- Description of the task -
Count, in the data that follows, every line with the string "markup", and give that count as the whole reply.

- Provided material -
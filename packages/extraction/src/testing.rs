//! Testing utilities including mock implementations.
//!
//! These are useful for testing applications that use the extraction library
//! without making real backend or network calls.

use async_trait::async_trait;
use std::collections::{HashMap, VecDeque};
use std::sync::atomic::{AtomicUsize, Ordering};
use std::sync::{Arc, Mutex, RwLock};

use crate::backends::Backend;
use crate::error::{BackendError, BackendResult, FetchError, FetchResult};
use crate::traits::{
    backend::{FreeTextGenerator, SchemaGenerator},
    fetcher::PageFetcher,
    tokenizer::{Token, Tokenizer},
};
use crate::types::schema::CollectionSchema;

/// What a mock backend does for one call.
#[derive(Debug, Clone)]
pub enum MockReply {
    /// Answer with this text
    Text(String),

    /// Fail with a backend-side rejection
    Fail(String),

    /// Never answer
    Hang,
}

/// Record of a call made to the mock backend.
#[derive(Debug, Clone)]
pub struct MockCall {
    pub prompt: String,
    pub system_instruction: Option<String>,
    pub schema: Option<serde_json::Value>,
}

/// A scripted backend for testing.
///
/// Replies are chosen per call: the first `when_prompt_contains` rule whose
/// needle occurs in the prompt wins, otherwise the next queued reply, otherwise
/// an empty `{"listings": []}`. Clones share state, so a clone handed to the
/// pipeline can be inspected afterwards.
#[derive(Clone, Default)]
pub struct MockBackend {
    /// Replies consumed in call order
    queue: Arc<Mutex<VecDeque<MockReply>>>,

    /// Prompt-matched replies, checked before the queue
    rules: Arc<RwLock<Vec<(String, MockReply)>>>,

    /// Call tracking for assertions
    calls: Arc<RwLock<Vec<MockCall>>>,
    call_count: Arc<AtomicUsize>,
}

impl MockBackend {
    pub fn new() -> Self {
        Self::default()
    }

    /// Queue a text reply.
    pub fn reply(self, text: impl Into<String>) -> Self {
        self.push(MockReply::Text(text.into()))
    }

    /// Queue a failing call.
    pub fn fail(self, message: impl Into<String>) -> Self {
        self.push(MockReply::Fail(message.into()))
    }

    /// Queue a call that never completes.
    pub fn hang(self) -> Self {
        self.push(MockReply::Hang)
    }

    /// Answer every prompt containing `needle` with `reply`.
    pub fn when_prompt_contains(self, needle: impl Into<String>, reply: MockReply) -> Self {
        self.rules.write().unwrap().push((needle.into(), reply));
        self
    }

    fn push(self, reply: MockReply) -> Self {
        self.queue.lock().unwrap().push_back(reply);
        self
    }

    /// Number of generate calls made so far.
    pub fn call_count(&self) -> usize {
        self.call_count.load(Ordering::SeqCst)
    }

    /// Get all calls made to this mock.
    pub fn calls(&self) -> Vec<MockCall> {
        self.calls.read().unwrap().clone()
    }

    /// Wrap as a free-text backend.
    pub fn free_text(&self) -> Backend {
        Backend::FreeText(Arc::new(self.clone()))
    }

    /// Wrap as a schema-constrained backend.
    pub fn schema_constrained(&self) -> Backend {
        Backend::SchemaConstrained(Arc::new(self.clone()))
    }

    async fn respond(&self, call: MockCall) -> BackendResult<String> {
        self.call_count.fetch_add(1, Ordering::SeqCst);

        let matched = self
            .rules
            .read()
            .unwrap()
            .iter()
            .find(|(needle, _)| call.prompt.contains(needle.as_str()))
            .map(|(_, reply)| reply.clone());
        let reply = matched
            .or_else(|| self.queue.lock().unwrap().pop_front())
            .unwrap_or_else(|| MockReply::Text(r#"{"listings": []}"#.to_string()));

        self.calls.write().unwrap().push(call);

        match reply {
            MockReply::Text(text) => Ok(text),
            MockReply::Fail(message) => Err(BackendError::Rejected(message)),
            MockReply::Hang => std::future::pending().await,
        }
    }
}

#[async_trait]
impl FreeTextGenerator for MockBackend {
    async fn generate(&self, prompt: &str, system_instruction: &str) -> BackendResult<String> {
        self.respond(MockCall {
            prompt: prompt.to_string(),
            system_instruction: Some(system_instruction.to_string()),
            schema: None,
        })
        .await
    }

    fn name(&self) -> &str {
        "mock"
    }
}

#[async_trait]
impl SchemaGenerator for MockBackend {
    async fn generate(&self, prompt: &str, schema: &CollectionSchema) -> BackendResult<String> {
        self.respond(MockCall {
            prompt: prompt.to_string(),
            system_instruction: None,
            schema: Some(schema.to_json_schema()),
        })
        .await
    }

    fn name(&self) -> &str {
        "mock"
    }
}

/// One token per Unicode scalar value. Lossless on any split.
#[derive(Debug, Clone, Copy, Default)]
pub struct CharTokenizer;

impl Tokenizer for CharTokenizer {
    fn encode(&self, text: &str) -> Vec<Token> {
        text.chars().map(u32::from).collect()
    }

    fn decode(&self, tokens: &[Token]) -> String {
        tokens.iter().filter_map(|t| char::from_u32(*t)).collect()
    }

    fn name(&self) -> &str {
        "char"
    }
}

/// A mock page fetcher serving fixed markup by URL.
#[derive(Clone, Default)]
pub struct MockFetcher {
    pages: Arc<RwLock<HashMap<String, String>>>,
    fetches: Arc<AtomicUsize>,
}

impl MockFetcher {
    pub fn new() -> Self {
        Self::default()
    }

    /// Serve `markup` for `url`.
    pub fn with_page(self, url: impl Into<String>, markup: impl Into<String>) -> Self {
        self.pages.write().unwrap().insert(url.into(), markup.into());
        self
    }

    /// Number of fetches made so far.
    pub fn fetch_count(&self) -> usize {
        self.fetches.load(Ordering::SeqCst)
    }
}

#[async_trait]
impl PageFetcher for MockFetcher {
    async fn fetch(&self, url: &str) -> FetchResult<String> {
        self.fetches.fetch_add(1, Ordering::SeqCst);
        self.pages
            .read()
            .unwrap()
            .get(url)
            .cloned()
            .ok_or_else(|| FetchError::Status {
                url: url.to_string(),
                status: 404,
            })
    }

    fn name(&self) -> &str {
        "mock"
    }
}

- Output of the task -
4